EXERCISE DIRECTIONS: Wherever the string "caller" shows up in the data below, copy the whole line.
*** RECORDS SUPPLIED Section Begins ***
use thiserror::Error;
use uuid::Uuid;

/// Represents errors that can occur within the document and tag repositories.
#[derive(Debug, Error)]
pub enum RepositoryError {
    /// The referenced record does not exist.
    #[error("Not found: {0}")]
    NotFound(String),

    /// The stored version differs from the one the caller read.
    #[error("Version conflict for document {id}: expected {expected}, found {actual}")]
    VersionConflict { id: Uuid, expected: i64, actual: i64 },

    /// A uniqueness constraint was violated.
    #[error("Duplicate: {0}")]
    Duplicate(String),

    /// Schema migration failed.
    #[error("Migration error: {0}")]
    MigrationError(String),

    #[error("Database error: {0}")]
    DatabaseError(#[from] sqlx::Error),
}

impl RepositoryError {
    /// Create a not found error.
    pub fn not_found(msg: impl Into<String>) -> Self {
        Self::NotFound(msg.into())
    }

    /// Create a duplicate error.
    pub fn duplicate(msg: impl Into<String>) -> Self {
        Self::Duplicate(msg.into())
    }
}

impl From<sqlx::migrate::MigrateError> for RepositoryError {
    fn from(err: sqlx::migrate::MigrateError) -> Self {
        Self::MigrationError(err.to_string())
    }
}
*** RECORDS SUPPLIED Section Ends ***
*** RECORDS SUPPLIED Section Begins ***
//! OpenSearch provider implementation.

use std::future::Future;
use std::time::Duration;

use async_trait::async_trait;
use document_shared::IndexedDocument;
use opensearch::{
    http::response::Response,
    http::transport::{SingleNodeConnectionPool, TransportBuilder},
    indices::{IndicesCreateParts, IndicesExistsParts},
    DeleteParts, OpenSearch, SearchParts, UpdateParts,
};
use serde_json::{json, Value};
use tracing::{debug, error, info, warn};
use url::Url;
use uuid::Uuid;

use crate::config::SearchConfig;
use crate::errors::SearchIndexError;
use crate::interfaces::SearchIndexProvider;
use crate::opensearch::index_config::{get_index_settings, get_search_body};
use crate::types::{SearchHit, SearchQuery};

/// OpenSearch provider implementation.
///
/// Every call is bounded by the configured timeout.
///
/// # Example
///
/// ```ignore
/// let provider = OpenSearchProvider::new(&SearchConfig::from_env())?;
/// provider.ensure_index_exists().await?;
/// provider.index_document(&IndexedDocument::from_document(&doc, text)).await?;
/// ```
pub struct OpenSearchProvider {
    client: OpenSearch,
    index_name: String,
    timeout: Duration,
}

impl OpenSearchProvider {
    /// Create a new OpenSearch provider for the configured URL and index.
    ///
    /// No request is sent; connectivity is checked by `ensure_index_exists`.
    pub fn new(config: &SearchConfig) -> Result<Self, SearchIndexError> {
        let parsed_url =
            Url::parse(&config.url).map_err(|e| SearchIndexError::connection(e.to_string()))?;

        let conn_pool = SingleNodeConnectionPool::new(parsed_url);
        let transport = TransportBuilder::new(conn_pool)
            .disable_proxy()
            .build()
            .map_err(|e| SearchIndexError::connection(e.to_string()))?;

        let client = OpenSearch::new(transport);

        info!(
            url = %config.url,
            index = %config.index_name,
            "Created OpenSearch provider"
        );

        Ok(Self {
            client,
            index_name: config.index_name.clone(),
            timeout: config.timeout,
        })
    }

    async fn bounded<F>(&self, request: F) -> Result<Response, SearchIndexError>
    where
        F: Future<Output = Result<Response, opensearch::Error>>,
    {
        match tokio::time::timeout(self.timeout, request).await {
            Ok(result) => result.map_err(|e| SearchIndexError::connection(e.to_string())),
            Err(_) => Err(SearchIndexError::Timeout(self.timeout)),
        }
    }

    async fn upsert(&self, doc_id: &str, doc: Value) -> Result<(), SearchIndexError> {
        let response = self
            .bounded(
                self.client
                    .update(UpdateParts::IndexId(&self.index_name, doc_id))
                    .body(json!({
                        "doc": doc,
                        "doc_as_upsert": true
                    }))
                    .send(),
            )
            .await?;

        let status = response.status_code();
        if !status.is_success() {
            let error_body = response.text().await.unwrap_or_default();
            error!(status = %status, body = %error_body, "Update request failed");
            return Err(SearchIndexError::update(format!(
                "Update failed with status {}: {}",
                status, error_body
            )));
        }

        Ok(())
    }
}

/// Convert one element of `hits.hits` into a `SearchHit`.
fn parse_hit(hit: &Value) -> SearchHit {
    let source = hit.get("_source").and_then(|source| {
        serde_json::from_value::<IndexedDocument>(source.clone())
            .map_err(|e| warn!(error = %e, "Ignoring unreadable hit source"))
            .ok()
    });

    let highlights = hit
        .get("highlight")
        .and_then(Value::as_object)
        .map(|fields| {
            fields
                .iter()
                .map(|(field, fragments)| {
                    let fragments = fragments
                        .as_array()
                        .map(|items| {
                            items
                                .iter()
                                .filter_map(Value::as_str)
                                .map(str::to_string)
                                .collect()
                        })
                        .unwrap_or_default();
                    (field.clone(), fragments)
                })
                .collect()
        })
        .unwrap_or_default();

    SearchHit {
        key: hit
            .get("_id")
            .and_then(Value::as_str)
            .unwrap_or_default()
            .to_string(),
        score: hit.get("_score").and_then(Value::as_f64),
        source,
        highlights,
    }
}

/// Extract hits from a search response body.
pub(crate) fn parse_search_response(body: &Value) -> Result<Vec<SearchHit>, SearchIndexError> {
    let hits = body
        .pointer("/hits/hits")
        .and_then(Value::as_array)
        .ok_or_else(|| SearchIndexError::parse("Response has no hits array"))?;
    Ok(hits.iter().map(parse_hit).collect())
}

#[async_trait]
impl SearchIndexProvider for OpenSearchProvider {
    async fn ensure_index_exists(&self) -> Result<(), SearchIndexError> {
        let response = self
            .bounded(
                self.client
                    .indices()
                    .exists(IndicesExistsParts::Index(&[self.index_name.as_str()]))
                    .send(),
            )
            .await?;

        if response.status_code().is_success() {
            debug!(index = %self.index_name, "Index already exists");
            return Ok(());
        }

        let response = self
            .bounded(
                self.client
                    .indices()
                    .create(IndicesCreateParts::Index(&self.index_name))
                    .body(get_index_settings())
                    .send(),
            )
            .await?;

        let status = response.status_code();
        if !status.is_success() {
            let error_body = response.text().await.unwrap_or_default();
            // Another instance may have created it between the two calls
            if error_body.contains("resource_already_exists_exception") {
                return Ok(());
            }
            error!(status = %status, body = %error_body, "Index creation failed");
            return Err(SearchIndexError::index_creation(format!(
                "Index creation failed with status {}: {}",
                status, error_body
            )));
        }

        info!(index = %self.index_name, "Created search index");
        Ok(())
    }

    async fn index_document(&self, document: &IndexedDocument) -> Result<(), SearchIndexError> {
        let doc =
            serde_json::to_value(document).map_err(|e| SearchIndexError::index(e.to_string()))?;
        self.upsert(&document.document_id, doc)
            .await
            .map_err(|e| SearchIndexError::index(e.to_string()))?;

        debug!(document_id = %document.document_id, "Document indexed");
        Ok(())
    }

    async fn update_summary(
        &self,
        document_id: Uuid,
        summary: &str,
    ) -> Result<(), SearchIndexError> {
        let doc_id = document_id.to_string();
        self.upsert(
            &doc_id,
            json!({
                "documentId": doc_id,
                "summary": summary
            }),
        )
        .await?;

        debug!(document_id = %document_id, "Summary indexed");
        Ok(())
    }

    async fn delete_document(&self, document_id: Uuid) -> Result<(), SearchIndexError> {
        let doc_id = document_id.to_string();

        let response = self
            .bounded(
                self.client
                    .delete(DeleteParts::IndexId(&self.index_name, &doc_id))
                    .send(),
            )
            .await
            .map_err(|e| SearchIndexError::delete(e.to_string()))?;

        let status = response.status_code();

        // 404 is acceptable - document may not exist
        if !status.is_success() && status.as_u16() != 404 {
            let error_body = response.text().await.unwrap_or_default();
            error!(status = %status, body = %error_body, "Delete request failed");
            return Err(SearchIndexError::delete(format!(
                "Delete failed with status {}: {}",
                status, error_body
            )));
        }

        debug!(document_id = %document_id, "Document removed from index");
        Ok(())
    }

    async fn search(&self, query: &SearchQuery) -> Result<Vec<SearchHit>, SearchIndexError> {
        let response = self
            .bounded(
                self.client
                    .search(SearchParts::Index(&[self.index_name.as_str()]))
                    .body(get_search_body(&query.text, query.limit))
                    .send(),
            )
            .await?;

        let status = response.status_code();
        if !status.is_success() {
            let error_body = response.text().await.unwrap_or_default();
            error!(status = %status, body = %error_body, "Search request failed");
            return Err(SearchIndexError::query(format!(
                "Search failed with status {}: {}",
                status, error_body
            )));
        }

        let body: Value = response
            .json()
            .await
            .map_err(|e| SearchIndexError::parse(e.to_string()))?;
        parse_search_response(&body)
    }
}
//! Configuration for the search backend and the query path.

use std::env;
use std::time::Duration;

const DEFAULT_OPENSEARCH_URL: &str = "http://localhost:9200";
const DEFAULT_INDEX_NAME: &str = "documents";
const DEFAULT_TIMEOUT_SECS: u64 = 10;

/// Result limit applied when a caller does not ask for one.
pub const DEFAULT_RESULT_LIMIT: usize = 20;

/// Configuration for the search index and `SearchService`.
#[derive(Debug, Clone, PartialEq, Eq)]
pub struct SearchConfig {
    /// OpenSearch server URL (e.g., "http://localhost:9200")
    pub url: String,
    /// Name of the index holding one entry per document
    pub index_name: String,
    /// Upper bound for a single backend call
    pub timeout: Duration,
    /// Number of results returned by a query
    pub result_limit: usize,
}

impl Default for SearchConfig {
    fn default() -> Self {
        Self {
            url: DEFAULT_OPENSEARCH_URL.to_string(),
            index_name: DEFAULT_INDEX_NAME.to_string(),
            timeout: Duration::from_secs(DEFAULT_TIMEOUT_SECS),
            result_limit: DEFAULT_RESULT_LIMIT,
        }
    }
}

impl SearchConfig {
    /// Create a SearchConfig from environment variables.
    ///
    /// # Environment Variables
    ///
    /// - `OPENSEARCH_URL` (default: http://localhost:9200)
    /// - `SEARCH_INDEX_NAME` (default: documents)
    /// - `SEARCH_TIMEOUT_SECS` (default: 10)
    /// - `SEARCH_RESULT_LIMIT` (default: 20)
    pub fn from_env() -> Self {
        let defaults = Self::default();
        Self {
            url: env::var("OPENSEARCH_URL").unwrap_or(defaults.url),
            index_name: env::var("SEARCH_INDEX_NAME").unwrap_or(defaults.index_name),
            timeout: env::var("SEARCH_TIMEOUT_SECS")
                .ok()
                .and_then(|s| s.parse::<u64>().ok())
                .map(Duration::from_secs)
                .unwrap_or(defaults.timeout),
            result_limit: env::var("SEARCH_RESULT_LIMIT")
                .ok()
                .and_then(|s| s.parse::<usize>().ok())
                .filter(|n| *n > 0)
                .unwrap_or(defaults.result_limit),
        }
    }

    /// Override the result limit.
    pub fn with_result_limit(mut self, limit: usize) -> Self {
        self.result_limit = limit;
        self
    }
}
*** RECORDS SUPPLIED Section Ends ***
SOLUTION:
    /// The stored version differs from the one the caller read.
/// Result limit applied when a caller does not ask for one.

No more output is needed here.